■ **PROBLEM DESCRIPTION**
This task calls for copying every line of the records that includes the word "OnceLock".

■ **SUPPLIED ENTRIES**
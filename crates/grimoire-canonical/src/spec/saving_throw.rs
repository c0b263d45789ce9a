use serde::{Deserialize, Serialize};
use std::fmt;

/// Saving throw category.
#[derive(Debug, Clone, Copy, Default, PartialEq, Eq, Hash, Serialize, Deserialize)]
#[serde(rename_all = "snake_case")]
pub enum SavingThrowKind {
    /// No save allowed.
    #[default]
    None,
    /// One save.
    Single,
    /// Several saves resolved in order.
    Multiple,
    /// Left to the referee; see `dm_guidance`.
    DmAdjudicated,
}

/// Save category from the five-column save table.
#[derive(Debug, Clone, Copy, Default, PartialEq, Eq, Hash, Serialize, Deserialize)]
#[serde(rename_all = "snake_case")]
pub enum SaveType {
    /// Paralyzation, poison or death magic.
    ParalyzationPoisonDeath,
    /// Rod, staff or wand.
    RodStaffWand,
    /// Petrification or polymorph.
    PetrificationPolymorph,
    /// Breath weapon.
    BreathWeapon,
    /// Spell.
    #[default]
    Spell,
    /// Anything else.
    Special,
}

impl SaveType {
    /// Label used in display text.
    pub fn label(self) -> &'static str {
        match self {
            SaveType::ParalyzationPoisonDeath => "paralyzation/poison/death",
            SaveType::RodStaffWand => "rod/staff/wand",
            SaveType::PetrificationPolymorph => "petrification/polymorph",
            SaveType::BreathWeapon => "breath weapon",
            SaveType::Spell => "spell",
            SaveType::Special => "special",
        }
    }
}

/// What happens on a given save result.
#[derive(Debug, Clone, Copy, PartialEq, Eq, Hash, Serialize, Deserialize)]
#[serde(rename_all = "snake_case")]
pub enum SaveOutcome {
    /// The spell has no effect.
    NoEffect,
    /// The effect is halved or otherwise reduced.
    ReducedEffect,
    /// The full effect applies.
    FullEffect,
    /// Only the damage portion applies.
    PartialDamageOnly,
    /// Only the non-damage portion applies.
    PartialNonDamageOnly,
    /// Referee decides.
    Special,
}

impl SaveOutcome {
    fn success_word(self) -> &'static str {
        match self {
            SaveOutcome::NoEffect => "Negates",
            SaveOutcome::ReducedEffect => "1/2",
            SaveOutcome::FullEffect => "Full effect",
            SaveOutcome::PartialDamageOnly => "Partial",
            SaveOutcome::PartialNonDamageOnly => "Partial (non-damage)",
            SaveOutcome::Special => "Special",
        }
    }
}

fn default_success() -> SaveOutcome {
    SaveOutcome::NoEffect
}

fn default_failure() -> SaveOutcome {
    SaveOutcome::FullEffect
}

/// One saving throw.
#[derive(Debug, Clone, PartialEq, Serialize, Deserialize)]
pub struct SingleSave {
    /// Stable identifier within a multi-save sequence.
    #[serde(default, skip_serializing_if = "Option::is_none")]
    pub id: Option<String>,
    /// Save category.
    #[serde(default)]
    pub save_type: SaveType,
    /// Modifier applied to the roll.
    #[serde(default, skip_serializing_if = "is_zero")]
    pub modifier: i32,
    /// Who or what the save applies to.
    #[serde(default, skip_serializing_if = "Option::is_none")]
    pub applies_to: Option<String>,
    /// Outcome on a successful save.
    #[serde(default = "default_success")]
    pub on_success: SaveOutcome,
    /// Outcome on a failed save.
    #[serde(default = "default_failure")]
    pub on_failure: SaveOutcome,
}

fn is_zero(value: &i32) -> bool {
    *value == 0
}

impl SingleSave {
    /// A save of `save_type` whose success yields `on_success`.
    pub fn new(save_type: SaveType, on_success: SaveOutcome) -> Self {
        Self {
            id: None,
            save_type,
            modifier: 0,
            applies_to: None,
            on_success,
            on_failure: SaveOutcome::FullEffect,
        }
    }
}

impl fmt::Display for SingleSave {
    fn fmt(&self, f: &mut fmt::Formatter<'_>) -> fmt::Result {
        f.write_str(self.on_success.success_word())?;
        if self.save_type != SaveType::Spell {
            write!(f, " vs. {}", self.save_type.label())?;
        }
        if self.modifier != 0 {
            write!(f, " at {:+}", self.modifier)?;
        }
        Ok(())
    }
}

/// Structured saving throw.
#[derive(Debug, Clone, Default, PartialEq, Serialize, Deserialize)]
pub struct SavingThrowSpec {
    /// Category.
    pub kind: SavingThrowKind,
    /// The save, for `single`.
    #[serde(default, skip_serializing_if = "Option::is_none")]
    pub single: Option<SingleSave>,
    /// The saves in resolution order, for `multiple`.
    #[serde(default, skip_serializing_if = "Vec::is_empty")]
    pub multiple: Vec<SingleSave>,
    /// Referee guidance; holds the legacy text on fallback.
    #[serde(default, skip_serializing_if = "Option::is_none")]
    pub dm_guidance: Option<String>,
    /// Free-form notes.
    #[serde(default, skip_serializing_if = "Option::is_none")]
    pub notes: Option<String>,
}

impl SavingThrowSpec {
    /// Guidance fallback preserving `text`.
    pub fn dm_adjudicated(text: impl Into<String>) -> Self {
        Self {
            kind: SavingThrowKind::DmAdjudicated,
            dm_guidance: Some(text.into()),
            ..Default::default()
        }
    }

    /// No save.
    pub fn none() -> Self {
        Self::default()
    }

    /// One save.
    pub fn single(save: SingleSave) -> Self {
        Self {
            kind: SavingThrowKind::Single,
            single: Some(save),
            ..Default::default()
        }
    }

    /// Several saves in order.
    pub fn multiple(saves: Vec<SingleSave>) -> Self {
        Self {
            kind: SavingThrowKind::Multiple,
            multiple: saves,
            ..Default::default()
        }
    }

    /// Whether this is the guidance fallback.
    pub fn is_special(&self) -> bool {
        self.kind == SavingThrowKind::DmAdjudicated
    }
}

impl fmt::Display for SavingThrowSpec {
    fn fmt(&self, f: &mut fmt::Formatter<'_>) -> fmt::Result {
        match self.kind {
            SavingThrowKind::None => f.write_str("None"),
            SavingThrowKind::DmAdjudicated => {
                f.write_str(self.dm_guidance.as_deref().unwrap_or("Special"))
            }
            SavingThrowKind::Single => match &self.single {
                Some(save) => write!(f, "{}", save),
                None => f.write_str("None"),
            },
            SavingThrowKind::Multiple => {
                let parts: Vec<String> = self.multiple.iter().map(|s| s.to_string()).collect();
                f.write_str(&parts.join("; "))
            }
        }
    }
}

...

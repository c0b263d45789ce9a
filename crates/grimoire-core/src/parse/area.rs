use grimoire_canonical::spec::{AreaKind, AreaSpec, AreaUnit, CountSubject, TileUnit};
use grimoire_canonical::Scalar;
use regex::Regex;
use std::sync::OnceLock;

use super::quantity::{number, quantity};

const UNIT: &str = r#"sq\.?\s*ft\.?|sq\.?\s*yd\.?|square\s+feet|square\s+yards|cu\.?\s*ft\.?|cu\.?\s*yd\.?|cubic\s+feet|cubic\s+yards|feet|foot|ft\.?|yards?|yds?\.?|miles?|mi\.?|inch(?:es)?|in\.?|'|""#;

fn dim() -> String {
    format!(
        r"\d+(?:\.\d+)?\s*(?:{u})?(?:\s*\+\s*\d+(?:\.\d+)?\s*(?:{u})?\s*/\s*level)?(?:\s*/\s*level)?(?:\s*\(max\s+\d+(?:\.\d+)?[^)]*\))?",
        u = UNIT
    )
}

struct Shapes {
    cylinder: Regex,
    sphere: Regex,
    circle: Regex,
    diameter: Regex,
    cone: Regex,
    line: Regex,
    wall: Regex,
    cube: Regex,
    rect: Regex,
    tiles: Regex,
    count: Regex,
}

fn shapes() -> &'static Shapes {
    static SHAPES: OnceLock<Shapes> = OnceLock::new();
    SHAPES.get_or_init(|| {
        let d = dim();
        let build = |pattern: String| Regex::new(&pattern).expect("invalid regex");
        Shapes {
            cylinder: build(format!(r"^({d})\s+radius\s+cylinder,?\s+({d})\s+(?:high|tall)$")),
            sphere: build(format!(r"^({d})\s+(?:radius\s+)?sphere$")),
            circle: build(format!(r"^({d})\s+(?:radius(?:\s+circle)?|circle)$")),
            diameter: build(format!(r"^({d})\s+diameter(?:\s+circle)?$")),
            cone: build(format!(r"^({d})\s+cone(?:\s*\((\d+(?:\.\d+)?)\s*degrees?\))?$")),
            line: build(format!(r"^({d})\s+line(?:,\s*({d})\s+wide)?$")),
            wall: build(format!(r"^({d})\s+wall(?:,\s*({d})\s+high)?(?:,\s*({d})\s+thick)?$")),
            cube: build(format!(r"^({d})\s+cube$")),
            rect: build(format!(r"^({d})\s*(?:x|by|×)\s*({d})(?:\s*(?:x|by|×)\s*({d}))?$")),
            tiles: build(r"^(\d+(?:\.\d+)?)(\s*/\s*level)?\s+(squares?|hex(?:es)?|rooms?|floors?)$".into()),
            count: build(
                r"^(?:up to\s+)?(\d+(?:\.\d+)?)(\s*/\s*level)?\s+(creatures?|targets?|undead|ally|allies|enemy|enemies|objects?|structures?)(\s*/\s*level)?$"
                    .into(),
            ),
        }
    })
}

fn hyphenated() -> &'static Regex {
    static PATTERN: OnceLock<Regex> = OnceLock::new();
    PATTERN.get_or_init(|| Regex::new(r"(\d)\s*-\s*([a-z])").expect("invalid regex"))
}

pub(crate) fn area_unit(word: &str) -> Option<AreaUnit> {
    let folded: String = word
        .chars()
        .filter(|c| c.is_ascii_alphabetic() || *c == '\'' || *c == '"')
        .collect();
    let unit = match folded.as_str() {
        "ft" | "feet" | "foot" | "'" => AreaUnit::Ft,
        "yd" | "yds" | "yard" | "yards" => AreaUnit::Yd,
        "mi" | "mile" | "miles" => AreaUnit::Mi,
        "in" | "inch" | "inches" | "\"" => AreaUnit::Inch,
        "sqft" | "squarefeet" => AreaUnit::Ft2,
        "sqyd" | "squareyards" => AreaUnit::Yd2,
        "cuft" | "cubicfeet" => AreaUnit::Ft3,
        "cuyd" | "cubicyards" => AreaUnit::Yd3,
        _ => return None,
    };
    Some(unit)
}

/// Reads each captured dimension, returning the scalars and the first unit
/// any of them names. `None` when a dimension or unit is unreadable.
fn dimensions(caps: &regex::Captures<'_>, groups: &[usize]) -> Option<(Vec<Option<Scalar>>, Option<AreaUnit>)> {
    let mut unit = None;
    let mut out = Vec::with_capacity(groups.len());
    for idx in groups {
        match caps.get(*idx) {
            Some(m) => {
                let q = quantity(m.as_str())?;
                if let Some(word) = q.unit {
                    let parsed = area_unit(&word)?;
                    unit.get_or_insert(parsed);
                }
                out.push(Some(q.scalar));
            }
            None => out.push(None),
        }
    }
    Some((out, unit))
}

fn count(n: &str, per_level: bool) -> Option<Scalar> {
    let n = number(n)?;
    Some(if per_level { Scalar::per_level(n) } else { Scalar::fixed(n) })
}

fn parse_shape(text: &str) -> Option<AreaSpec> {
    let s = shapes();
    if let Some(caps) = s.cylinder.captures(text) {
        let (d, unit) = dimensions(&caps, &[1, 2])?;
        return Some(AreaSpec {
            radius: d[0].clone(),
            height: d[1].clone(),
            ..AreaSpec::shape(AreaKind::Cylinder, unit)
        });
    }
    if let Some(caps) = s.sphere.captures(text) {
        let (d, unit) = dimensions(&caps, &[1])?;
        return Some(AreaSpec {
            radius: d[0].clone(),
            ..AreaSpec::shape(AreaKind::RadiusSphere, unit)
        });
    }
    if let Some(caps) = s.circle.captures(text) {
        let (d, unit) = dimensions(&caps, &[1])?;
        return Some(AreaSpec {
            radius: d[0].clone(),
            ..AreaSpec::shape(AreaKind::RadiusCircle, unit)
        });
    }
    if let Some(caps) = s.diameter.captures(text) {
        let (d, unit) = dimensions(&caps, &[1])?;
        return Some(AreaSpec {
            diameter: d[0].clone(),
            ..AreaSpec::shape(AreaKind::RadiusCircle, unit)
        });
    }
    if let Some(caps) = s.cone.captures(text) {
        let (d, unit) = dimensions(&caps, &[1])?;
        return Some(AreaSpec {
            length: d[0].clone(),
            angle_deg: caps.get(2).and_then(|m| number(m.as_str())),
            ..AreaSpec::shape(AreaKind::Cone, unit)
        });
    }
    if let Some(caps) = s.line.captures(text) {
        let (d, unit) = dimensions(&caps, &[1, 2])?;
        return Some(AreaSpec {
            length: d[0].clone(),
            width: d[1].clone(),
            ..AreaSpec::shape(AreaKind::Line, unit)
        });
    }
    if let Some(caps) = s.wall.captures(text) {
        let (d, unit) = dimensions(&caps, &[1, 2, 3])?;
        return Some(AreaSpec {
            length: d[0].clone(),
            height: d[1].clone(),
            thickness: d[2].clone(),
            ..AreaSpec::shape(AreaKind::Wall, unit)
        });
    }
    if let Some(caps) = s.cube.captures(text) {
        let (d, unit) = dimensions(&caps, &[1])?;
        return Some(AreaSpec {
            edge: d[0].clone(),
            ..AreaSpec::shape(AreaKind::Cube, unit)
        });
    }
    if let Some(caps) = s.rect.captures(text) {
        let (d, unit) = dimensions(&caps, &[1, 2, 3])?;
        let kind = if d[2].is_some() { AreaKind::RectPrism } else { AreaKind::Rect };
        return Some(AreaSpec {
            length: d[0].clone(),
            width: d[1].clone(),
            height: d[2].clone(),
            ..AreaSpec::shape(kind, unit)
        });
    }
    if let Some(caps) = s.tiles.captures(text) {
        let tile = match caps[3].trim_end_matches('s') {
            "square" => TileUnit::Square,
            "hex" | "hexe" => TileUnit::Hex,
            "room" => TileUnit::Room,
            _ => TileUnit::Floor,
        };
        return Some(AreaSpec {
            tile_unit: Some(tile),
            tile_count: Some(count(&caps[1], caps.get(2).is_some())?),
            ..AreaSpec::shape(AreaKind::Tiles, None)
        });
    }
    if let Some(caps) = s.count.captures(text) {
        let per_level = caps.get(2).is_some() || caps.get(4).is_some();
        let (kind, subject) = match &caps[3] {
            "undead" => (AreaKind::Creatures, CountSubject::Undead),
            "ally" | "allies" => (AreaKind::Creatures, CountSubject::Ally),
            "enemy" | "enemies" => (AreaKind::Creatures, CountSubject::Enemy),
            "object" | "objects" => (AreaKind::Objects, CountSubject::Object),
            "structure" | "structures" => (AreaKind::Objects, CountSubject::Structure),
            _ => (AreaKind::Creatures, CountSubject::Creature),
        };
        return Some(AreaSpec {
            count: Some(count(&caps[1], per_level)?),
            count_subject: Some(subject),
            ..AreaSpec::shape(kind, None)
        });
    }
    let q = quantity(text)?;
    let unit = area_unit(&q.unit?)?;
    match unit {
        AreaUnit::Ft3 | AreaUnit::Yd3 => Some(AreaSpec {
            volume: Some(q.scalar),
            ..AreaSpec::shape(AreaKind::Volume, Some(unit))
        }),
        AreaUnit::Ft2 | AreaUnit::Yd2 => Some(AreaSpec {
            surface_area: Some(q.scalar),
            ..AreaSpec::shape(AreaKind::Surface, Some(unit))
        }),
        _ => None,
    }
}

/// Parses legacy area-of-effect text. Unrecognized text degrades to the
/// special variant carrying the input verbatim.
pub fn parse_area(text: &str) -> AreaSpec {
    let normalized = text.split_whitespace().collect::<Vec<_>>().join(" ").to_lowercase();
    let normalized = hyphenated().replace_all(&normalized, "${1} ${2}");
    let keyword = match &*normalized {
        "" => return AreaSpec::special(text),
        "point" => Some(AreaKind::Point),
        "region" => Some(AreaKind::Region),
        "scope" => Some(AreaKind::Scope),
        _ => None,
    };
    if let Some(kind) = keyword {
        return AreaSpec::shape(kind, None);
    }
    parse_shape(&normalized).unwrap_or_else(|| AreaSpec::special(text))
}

■ **ANSWER BELOW**
use std::sync::OnceLock;
    static SHAPES: OnceLock<Shapes> = OnceLock::new();
    static PATTERN: OnceLock<Regex> = OnceLock::new();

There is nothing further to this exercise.